Work Done ON or BY the System [Conceptual Question]

[CallMeShady]

Homework Statement

A student performs a combustion experiment by burning a mixture of fuel and oxygen in a constant-volume metal can surrounded by a water bath. During the experiment, the temperature of the water is observed to rise. Regard the mixture of fuel and oxygen as the system.
a) Has heat been transferred to/from the system? How can you tell?
b) Has work been done by/on the system? How can you tell?
c) What is the sign of ΔU of the system? How can you tell?
d) 1g of fuel is placed in the can for combustion.

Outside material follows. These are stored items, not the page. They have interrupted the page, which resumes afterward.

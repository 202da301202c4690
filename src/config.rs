use std::str::FromStr;
use std::time::Duration;

use crate::db::SchemaMode;
use crate::error::{AppError, Result};
use crate::types::Competition;

pub const FOOTBALL_API_URL: &str = "https://api.football-data.org/v4";

/// Header carrying the football-data.org API key.
pub const AUTH_HEADER: &str = "X-Auth-Token";

/// Request timeout when HTTP_TIMEOUT_SECS is unset.
pub const DEFAULT_HTTP_TIMEOUT_SECS: u64 = 30;

pub const DEFAULT_DB_PATH: &str = "football.db";

#[derive(Debug, Clone)]
pub struct Config {
    pub api_key: String,
    pub api_url: String,
    pub db_path: String,
    pub log_level: String,
    pub http_timeout: Duration,
    /// Competitions processed at once (PIPELINE_CONCURRENCY), 1 = sequential.
    pub concurrency: usize,
    /// Drop-and-recreate or create-if-missing + upsert (SCHEMA_MODE).
    pub schema_mode: SchemaMode,
    /// Competitions to process, always in declared order (COMPETITIONS, comma-separated codes).
    pub competitions: Vec<Competition>,
}

impl Config {
    pub fn from_env() -> Result<Self> {
        Self::from_vars(|key| std::env::var(key).ok())
    }

    /// Builds the config from an arbitrary variable lookup so tests don't touch the process env.
    pub fn from_vars<F>(var: F) -> Result<Self>
    where
        F: Fn(&str) -> Option<String>,
    {
        let api_key = var("FOOTBALL_API_KEY")
            .map(|k| k.trim().to_string())
            .filter(|k| !k.is_empty())
            .ok_or_else(|| AppError::Config("FOOTBALL_API_KEY must be set".to_string()))?;

        let http_timeout_secs = var("HTTP_TIMEOUT_SECS")
            .unwrap_or_else(|| DEFAULT_HTTP_TIMEOUT_SECS.to_string())
            .parse::<u64>()
            .ok()
            .filter(|secs| *secs > 0)
            .ok_or_else(|| AppError::Config("HTTP_TIMEOUT_SECS must be a positive whole number of seconds".to_string()))?;

        let schema_mode = var("SCHEMA_MODE")
            .map(|s| SchemaMode::from_str(&s).map_err(AppError::Config))
            .transpose()?
            .unwrap_or_default();

        let competitions = match var("COMPETITIONS") {
            Some(list) => parse_competitions(&list)?,
            None => Competition::ALL.to_vec(),
        };

        let concurrency = var("PIPELINE_CONCURRENCY")
            .unwrap_or_else(|| "1".to_string())
            .parse::<usize>()
            .map_err(|_| AppError::Config("PIPELINE_CONCURRENCY must be a positive integer".to_string()))?
            .clamp(1, Competition::ALL.len());

        Ok(Self {
            api_key,
            api_url: var("FOOTBALL_API_URL")
                .map(|u| u.trim_end_matches('/').to_string())
                .unwrap_or_else(|| FOOTBALL_API_URL.to_string()),
            db_path: var("DB_PATH").unwrap_or_else(|| DEFAULT_DB_PATH.to_string()),
            log_level: var("LOG_LEVEL").unwrap_or_else(|| "info".to_string()),
            http_timeout: Duration::from_secs(http_timeout_secs),
            concurrency,
            schema_mode,
            competitions,
        })
    }
}

/// Parses a comma-separated code list. Unknown codes are an error; the result
/// follows declaration order regardless of how the list was written.
fn parse_competitions(list: &str) -> Result<Vec<Competition>> {
    let mut wanted = Vec::new();
    for code in list.split(',').map(str::trim).filter(|s| !s.is_empty()) {
        let competition = Competition::from_str(code).map_err(AppError::Config)?;
        wanted.push(competition);
    }
    if wanted.is_empty() {
        return Err(AppError::Config("COMPETITIONS must name at least one competition".to_string()));
    }
    Ok(Competition::ALL
        .iter()
        .copied()
        .filter(|c| wanted.contains(c))
        .collect())
}

#[cfg(test)]
mod tests {
    use super::*;
    use std::collections::HashMap;

    fn config_from(pairs: &[(&str, &str)]) -> Result<Config> {
        let vars: HashMap<String, String> = pairs
            .iter()
            .map(|(k, v)| (k.to_string(), v.to_string()))
            .collect();
        Config::from_vars(|key| vars.get(key).cloned())
    }

    #[test]
    fn defaults_apply_when_only_key_is_set() {
        let cfg = config_from(&[("FOOTBALL_API_KEY", "abc")]).unwrap();
        assert_eq!(cfg.api_key, "abc");
        assert_eq!(cfg.api_url, FOOTBALL_API_URL);
        assert_eq!(cfg.db_path, DEFAULT_DB_PATH);
        assert_eq!(cfg.http_timeout, Duration::from_secs(30));
        assert_eq!(cfg.concurrency, 1);
        assert_eq!(cfg.schema_mode, SchemaMode::Recreate);
        assert_eq!(cfg.competitions, Competition::ALL.to_vec());
    }

    #[test]
    fn missing_api_key_is_rejected() {
        assert!(matches!(config_from(&[]), Err(AppError::Config(_))));
        assert!(matches!(config_from(&[("FOOTBALL_API_KEY", "  ")]), Err(AppError::Config(_))));
    }

    #[test]
    fn competitions_keep_declared_order() {
        let cfg = config_from(&[("FOOTBALL_API_KEY", "abc"), ("COMPETITIONS", "CL, PL,sa")]).unwrap();
        assert_eq!(
            cfg.competitions,
            vec![Competition::PremierLeague, Competition::SerieA, Competition::ChampionsLeague]
        );
    }

    #[test]
    fn unknown_competition_is_rejected() {
        let err = config_from(&[("FOOTBALL_API_KEY", "abc"), ("COMPETITIONS", "PL,XX")]);
        assert!(matches!(err, Err(AppError::Config(_))));
    }

    #[test]
    fn concurrency_is_clamped() {
        let cfg = config_from(&[("FOOTBALL_API_KEY", "abc"), ("PIPELINE_CONCURRENCY", "64")]).unwrap();
        assert_eq!(cfg.concurrency, Competition::ALL.len());
        let cfg = config_from(&[("FOOTBALL_API_KEY", "abc"), ("PIPELINE_CONCURRENCY", "0")]).unwrap();
        assert_eq!(cfg.concurrency, 1);
    }

    #[test]
    fn trailing_slash_is_trimmed_from_api_url() {
        let cfg = config_from(&[
            ("FOOTBALL_API_KEY", "abc"),
            ("FOOTBALL_API_URL", "http://localhost:8080/v4/"),
        ])
        .unwrap();
        assert_eq!(cfg.api_url, "http://localhost:8080/v4");
    }

    #[test]
    fn zero_or_garbage_timeout_is_rejected() {
        for bad in ["0", "ten", "-5"] {
            let err = config_from(&[("FOOTBALL_API_KEY", "abc"), ("HTTP_TIMEOUT_SECS", bad)]);
            assert!(matches!(err, Err(AppError::Config(_))), "accepted HTTP_TIMEOUT_SECS={bad}");
        }
        let cfg = config_from(&[("FOOTBALL_API_KEY", "abc"), ("HTTP_TIMEOUT_SECS", "5")]).unwrap();
        assert_eq!(cfg.http_timeout, Duration::from_secs(5));
    }

    #[test]
    fn bad_schema_mode_is_rejected() {
        let err = config_from(&[("FOOTBALL_API_KEY", "abc"), ("SCHEMA_MODE", "truncate")]);
        assert!(matches!(err, Err(AppError::Config(_))));
        let cfg = config_from(&[("FOOTBALL_API_KEY", "abc"), ("SCHEMA_MODE", "preserve")]).unwrap();
        assert_eq!(cfg.schema_mode, SchemaMode::Preserve);
    }
}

During combustion, the 200mL water bath is observed to increase in temperature by 35.5°C. What is the heat of combustion (energy released per gram) of the fuel?

Homework Equations

ΔU = Q - W
where ΔU = change of internal energy in system, Q = heat gained by system, W = work done on the surrounding BY the system.

The Attempt at a Solution

Now I know that for part a), heat has been transferred from the system, as the temperature of the water bath rises (meaning, heat has been transferred from the system to the surroundings). However, I am a little confused about part b). I am not sure if the work is done by the system or not. I am guessing, since the metal can is at constant-volume, no work has been done, but I may be wrong. Please correct me if I am wrong.
I am stuck at this point. I can't attempt the other parts of the problem unless I understand part b).



Thank you.

 

[voko]

Your understanding of b) is correct.

 

[NascentOxygen]

A student performs a combustion experiment by burning a mixture of fuel and oxygen in a constant-volume metal can surrounded by a water bath. During the experiment, the temperature of the water is observed to rise.

and

Now I know that for part a), heat has been transferred from the system, as the temperature of the water bath rises (meaning, heat has been transferred from the system to the surroundings). However, I am a little confused about part b). I am not sure if the work is done by the system or not.

The unit of work is the Joule. Work is done whenever energy is exchanged. Heat is measured in Joules. The chemical energy of the contents of the can is reduced. The heat energy of the water jacket increases. Work has been performed by the system on the water.

 

[cheahchungyin]

Imagine pushing a box.
Work is done ON the box, but BY who? Ya, BY you.
You are exerting kinetic energy towards the box to make it move :)
Imagine putting food into oven.
Work is going to be done ON the food (To cook it) BY the oven.
Note: There is only heat energy, no "cold" energy.
So when it comes to a fridge, heat energy is being transferred from the food to the fridge. Work done by the food :D

 

[Nickie]

I would like to clarify that the concept of work being "done by" or "on" the system can be confusing, and it is important to understand the difference between the two. In thermodynamics, work is defined as the energy transferred to or from a system due to a force acting on it. Therefore, work done "by" the system refers to the system doing work on its surroundings, while work done "on" the system refers to the surroundings doing work on the system.

In this particular experiment, the system is the mixture of fuel and oxygen, and the surroundings are the metal can and water bath. Since the metal can is at constant volume, no work is being done on or by the system. The only type of work in this scenario is pressure-volume work, which involves changes in volume, and since the volume is constant, there is no work being done.

Regarding part c), the sign of ΔU for the system would be negative, as heat is being transferred out of the system to the surroundings, resulting in a decrease in internal energy.

Finally, to solve part d), we can use the equation Q = mCΔT, where Q is the heat gained by the water, m is the mass of the water (200g), C is the specific heat capacity of water (4.186 J/g°C), and ΔT is the change in temperature (35.5°C). This will give us the total heat released by the fuel during combustion. To find the heat of combustion per gram of fuel, we can divide this value by the mass of fuel (1g) to get our final answer.